> **AIM OF THE TASK**: Each entry, from beginning to end, is to be transcribed verbatim.

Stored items
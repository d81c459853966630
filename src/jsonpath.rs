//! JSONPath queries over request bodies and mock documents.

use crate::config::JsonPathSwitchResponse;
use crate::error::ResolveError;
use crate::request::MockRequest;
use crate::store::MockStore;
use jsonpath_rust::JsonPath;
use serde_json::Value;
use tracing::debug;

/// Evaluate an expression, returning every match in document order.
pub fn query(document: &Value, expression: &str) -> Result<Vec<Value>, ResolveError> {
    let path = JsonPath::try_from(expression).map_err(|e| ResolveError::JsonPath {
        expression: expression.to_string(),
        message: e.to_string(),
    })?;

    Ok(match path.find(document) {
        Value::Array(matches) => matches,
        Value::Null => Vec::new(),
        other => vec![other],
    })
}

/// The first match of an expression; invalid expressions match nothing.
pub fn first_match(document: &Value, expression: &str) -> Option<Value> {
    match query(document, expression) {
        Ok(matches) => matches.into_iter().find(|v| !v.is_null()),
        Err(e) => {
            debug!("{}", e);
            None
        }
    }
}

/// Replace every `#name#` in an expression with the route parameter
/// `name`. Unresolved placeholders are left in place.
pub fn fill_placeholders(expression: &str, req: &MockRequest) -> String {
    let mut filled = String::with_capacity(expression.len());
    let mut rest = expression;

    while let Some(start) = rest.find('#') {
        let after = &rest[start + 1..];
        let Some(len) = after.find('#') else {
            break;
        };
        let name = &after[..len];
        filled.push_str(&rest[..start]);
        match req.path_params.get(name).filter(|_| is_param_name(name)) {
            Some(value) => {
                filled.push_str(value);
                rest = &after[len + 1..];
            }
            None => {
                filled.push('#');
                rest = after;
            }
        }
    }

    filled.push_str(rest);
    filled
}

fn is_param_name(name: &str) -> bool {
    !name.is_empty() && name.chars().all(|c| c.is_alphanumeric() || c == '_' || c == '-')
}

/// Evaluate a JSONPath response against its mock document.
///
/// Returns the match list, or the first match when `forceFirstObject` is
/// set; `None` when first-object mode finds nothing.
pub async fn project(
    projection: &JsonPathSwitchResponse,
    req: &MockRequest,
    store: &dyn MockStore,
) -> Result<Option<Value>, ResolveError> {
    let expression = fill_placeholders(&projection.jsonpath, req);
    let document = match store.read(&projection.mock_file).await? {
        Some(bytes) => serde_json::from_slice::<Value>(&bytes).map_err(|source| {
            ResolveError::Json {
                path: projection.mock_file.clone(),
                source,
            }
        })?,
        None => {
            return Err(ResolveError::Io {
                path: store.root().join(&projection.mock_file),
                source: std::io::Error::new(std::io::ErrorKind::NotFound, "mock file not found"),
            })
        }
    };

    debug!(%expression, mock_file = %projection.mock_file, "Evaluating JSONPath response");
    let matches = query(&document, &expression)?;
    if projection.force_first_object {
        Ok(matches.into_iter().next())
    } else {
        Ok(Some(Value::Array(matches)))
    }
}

> **RESULT OF THIS EXERCISE**:
repository d81c459853966630
filename src/jsonpath.rs
//! JSONPath queries over request bodies and mock documents.

use crate::config::JsonPathSwitchResponse;
use crate::error::ResolveError;
use crate::request::MockRequest;
use crate::store::MockStore;
use jsonpath_rust::JsonPath;
use serde_json::Value;
use tracing::debug;

/// Evaluate an expression, returning every match in document order.
pub fn query(document: &Value, expression: &str) -> Result<Vec<Value>, ResolveError> {
    let path = JsonPath::try_from(expression).map_err(|e| ResolveError::JsonPath {
        expression: expression.to_string(),
        message: e.to_string(),
    })?;

    Ok(match path.find(document) {
        Value::Array(matches) => matches,
        Value::Null => Vec::new(),
        other => vec![other],
    })
}

/// The first match of an expression; invalid expressions match nothing.
pub fn first_match(document: &Value, expression: &str) -> Option<Value> {
    match query(document, expression) {
        Ok(matches) => matches.into_iter().find(|v| !v.is_null()),
        Err(e) => {
            debug!("{}", e);
            None
        }
    }
}

/// Replace every `#name#` in an expression with the route parameter
/// `name`. Unresolved placeholders are left in place.
pub fn fill_placeholders(expression: &str, req: &MockRequest) -> String {
    let mut filled = String::with_capacity(expression.len());
    let mut rest = expression;

    while let Some(start) = rest.find('#') {
        let after = &rest[start + 1..];
        let Some(len) = after.find('#') else {
            break;
        };
        let name = &after[..len];
        filled.push_str(&rest[..start]);
        match req.path_params.get(name).filter(|_| is_param_name(name)) {
            Some(value) => {
                filled.push_str(value);
                rest = &after[len + 1..];
            }
            None => {
                filled.push('#');
                rest = after;
            }
        }
    }

    filled.push_str(rest);
    filled
}

fn is_param_name(name: &str) -> bool {
    !name.is_empty() && name.chars().all(|c| c.is_alphanumeric() || c == '_' || c == '-')
}

/// Evaluate a JSONPath response against its mock document.
///
/// Returns the match list, or the first match when `forceFirstObject` is
/// set; `None` when first-object mode finds nothing.
pub async fn project(
    projection: &JsonPathSwitchResponse,
    req: &MockRequest,
    store: &dyn MockStore,
) -> Result<Option<Value>, ResolveError> {
    let expression = fill_placeholders(&projection.jsonpath, req);
    let document = match store.read(&projection.mock_file).await? {
        Some(bytes) => serde_json::from_slice::<Value>(&bytes).map_err(|source| {
            ResolveError::Json {
                path: projection.mock_file.clone(),
                source,
            }
        })?,
        None => {
            return Err(ResolveError::Io {
                path: store.root().join(&projection.mock_file),
                source: std::io::Error::new(std::io::ErrorKind::NotFound, "mock file not found"),
            })
        }
    };

    debug!(%expression, mock_file = %projection.mock_file, "Evaluating JSONPath response");
    let matches = query(&document, &expression)?;
    if projection.force_first_object {
        Ok(matches.into_iter().next())
    } else {
        Ok(Some(Value::Array(matches)))
    }
}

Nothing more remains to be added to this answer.